June 2020: SIFAT Doctor in Your House provides food and medical care
Editor’s Note: Each month, we mail an article with our contribution statements to the previous month’s donors. Click here to download a PDF version.
Written by Marie Lanier, Promotions and Marketing Coordinator
Because of COVID-19, our international mission teams were forced to cancel all trips for 2020. SIFAT Ecuador director Dr. Roberto Contreras approached us with a plan that would let our team members and supporters still serve the people with whom we work, even during this time when we cannot physically be there. This idea became SIFAT Doctor in your House, a two-part approach to provide basic needs—food and medicine. (Click here to learn more about SIFAT Doctor in your House or to donate to this program)

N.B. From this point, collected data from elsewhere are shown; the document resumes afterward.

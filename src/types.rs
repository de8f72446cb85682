use alloc::{boxed::Box, collections::BTreeMap, string::String, vec::Vec};
use core::fmt::{self, Display, Formatter};

use crate::model::ClassId;

/// Structural type identity as seen by the source model.
///
/// Two types are the same dependency iff they are structurally equal,
/// so `Named` keeps both the declared name and the model class (if any).
#[derive(Debug, Clone, PartialEq, Eq, PartialOrd, Ord)]
pub enum Type {
    Named { name: String, class: Option<ClassId>, args: Vec<Type> },
    /// Type variable, replaced through [`Substitution`]
    Param(String),
    Tuple(Vec<Type>),
    Set(Box<Type>),
    Map(Box<Type>, Box<Type>),
    Unit,
}

pub type Substitution = BTreeMap<String, Type>;

impl Type {
    /// Type declared outside of the model (`Int`, `String`, ...)
    #[inline]
    #[must_use]
    pub fn external(name: impl Into<String>) -> Self {
        Self::Named {
            name: name.into(),
            class: None,
            args: Vec::new(),
        }
    }

    #[inline]
    #[must_use]
    pub fn param(name: impl Into<String>) -> Self {
        Self::Param(name.into())
    }

    #[inline]
    #[must_use]
    pub fn set_of(element: Type) -> Self {
        Self::Set(Box::new(element))
    }

    #[inline]
    #[must_use]
    pub fn map_of(key: Type, value: Type) -> Self {
        Self::Map(Box::new(key), Box::new(value))
    }

    #[inline]
    #[must_use]
    pub fn pair(first: Type, second: Type) -> Self {
        Self::Tuple(alloc::vec![first, second])
    }

    #[must_use]
    pub fn with_args(self, args: Vec<Type>) -> Self {
        match self {
            Self::Named { name, class, .. } => Self::Named { name, class, args },
            other => other,
        }
    }

    #[inline]
    #[must_use]
    pub const fn is_unit(&self) -> bool {
        matches!(self, Self::Unit)
    }

    /// Model class this type refers to, if it's declared in the model
    #[inline]
    #[must_use]
    pub fn class(&self) -> Option<ClassId> {
        match self {
            Self::Named { class, .. } => *class,
            _ => None,
        }
    }

    #[inline]
    #[must_use]
    pub fn args(&self) -> &[Type] {
        match self {
            Self::Named { args, .. } => args,
            _ => &[],
        }
    }

    /// Key and value types of a two-element tuple
    #[must_use]
    pub fn tuple_pair(&self) -> Option<(&Type, &Type)> {
        match self {
            Self::Tuple(items) if items.len() == 2 => Some((&items[0], &items[1])),
            _ => None,
        }
    }

    #[must_use]
    pub fn substitute(&self, substitution: &Substitution) -> Type {
        if substitution.is_empty() {
            return self.clone();
        }

        match self {
            Self::Param(name) => substitution.get(name).cloned().unwrap_or_else(|| self.clone()),
            Self::Named { name, class, args } => Self::Named {
                name: name.clone(),
                class: *class,
                args: args.iter().map(|arg| arg.substitute(substitution)).collect(),
            },
            Self::Tuple(items) => Self::Tuple(items.iter().map(|item| item.substitute(substitution)).collect()),
            Self::Set(element) => Self::Set(Box::new(element.substitute(substitution))),
            Self::Map(key, value) => Self::Map(Box::new(key.substitute(substitution)), Box::new(value.substitute(substitution))),
            Self::Unit => Self::Unit,
        }
    }
}

fn write_list(f: &mut Formatter<'_>, items: &[Type]) -> fmt::Result {
    for (index, item) in items.iter().enumerate() {
        if index > 0 {
            f.write_str(", ")?;
        }
        write!(f, "{item}")?;
    }
    Ok(())
}

impl Display for Type {
    fn fmt(&self, f: &mut Formatter<'_>) -> fmt::Result {
        match self {
            Self::Named { name, args, .. } => {
                f.write_str(name)?;
                if !args.is_empty() {
                    f.write_str("<")?;
                    write_list(f, args)?;
                    f.write_str(">")?;
                }
                Ok(())
            }
            Self::Param(name) => f.write_str(name),
            Self::Tuple(items) => {
                f.write_str("(")?;
                write_list(f, items)?;
                f.write_str(")")
            }
            Self::Set(element) => write!(f, "Set<{element}>"),
            Self::Map(key, value) => write!(f, "Map<{key}, {value}>"),
            Self::Unit => f.write_str("Unit"),
        }
    }
}

#[derive(Debug, Clone, PartialEq, Eq, PartialOrd, Ord)]
pub struct Qualifier(pub String);

impl Qualifier {
    #[inline]
    #[must_use]
    pub fn new(label: impl Into<String>) -> Self {
        Self(label.into())
    }
}

impl Display for Qualifier {
    fn fmt(&self, f: &mut Formatter<'_>) -> fmt::Result {
        write!(f, "@Named(\"{}\")", self.0)
    }
}

/// One requested dependency: a type plus an optional qualifier.
/// Keys differing only by qualifier are distinct.
#[derive(Debug, Clone, PartialEq, Eq, PartialOrd, Ord)]
pub struct TypeKey {
    pub ty: Type,
    pub qualifier: Option<Qualifier>,
}

impl TypeKey {
    #[inline]
    #[must_use]
    pub const fn new(ty: Type) -> Self {
        Self { ty, qualifier: None }
    }

    #[inline]
    #[must_use]
    pub const fn qualified(ty: Type, qualifier: Option<Qualifier>) -> Self {
        Self { ty, qualifier }
    }
}

impl From<Type> for TypeKey {
    fn from(ty: Type) -> Self {
        Self::new(ty)
    }
}

impl Display for TypeKey {
    fn fmt(&self, f: &mut Formatter<'_>) -> fmt::Result {
        match &self.qualifier {
            Some(qualifier) => write!(f, "{qualifier} {}", self.ty),
            None => write!(f, "{}", self.ty),
        }
    }
}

When they can find work, most people in these communities have part-time jobs that are considered informal by the government, which means they have no access to benefits or unemployment. In the best of times, they are just scraping by. When the government began taking extreme measures to protect its citizens from spreading coronavirus, these jobs were immediately lost. Until early June, a curfew started at 2 p.m., public transportation was shut down and those with cars were only allowed to drive one day each week. The only time anyone was allowed in public was to go to pharmacies or grocery stores. Hunger became very real in
the neighborhoods where our projects are located.
You are responding! As of early June, our donors have given $28,255 to SIFAT Doctor in your House. This money is allowing our five main projects —Atucucho, Villaflora, Puengasi, Calderon and Aida Leon — to provide food and cleaning supplies to the neediest families in their churches and after-school programs. In Atucucho, Ledy is actually delivering hot meals to many elderly two days a week. The other four projects have already provided a month’s worth of rice for 320 families, an estimated 1,920 people that will now have something to eat!
Dr. Roberto started making virtual house calls on June 8 using teleconferencing. The first week, 25 patients had chronic medical conditions, such as epilepsy, hypertension and thyroid problems. Because they currently cannot find work, they have no money to buy the medicines that keep their conditions under control. The government programs they would normally use have no funding, since the government is directing all of its resources to fight the pandemic.
We want to share a few of the stories we have received so far from our SIFAT graduates who are on the frontlines in Quito. We will be posting more stories and pictures on our blog at www.sifat.org. You can also follow our social media (Facebook and Twitter) for news updates and announcements of blog posts. Please pray for these families and their neighbors, who are all facing similar situations.
From the Villaflora project:
Anthony is a 10-year-old boy with lymphatic cancer. He has been undergoing chemo for a year and a half. A recent relapse led to a week’s stay in ICU. Because his father lost his job as a bricklayer when construction was halted, Anthony’s access to socialized medicine is limited. He could only receive treatments through the end of May. Pastor Rafael and Anita are praying that they can provide groceries through SIFAT’s program at least once a month to keep Anthony well nourished as his body fights this disease.
From the Aida Leon project:
Galo, Paula and their two children are facing difficult times. Both Galo and Paula have lost their jobs, so they do not have money for food or medicine. Because of SIFAT’s contribution, Pastor Wilson and the church can help this family and others facing similar situations.
From the Atucucho project:
An elderly gentleman does not know his name or age. This man suffers from Alzheimer’s, but has no family to care for him. This is one of the harshest realities in the Atucucho neighborhood, where many are homeless or live alone. He is one of the many elderly to whom Ledy is providing hot meals each week.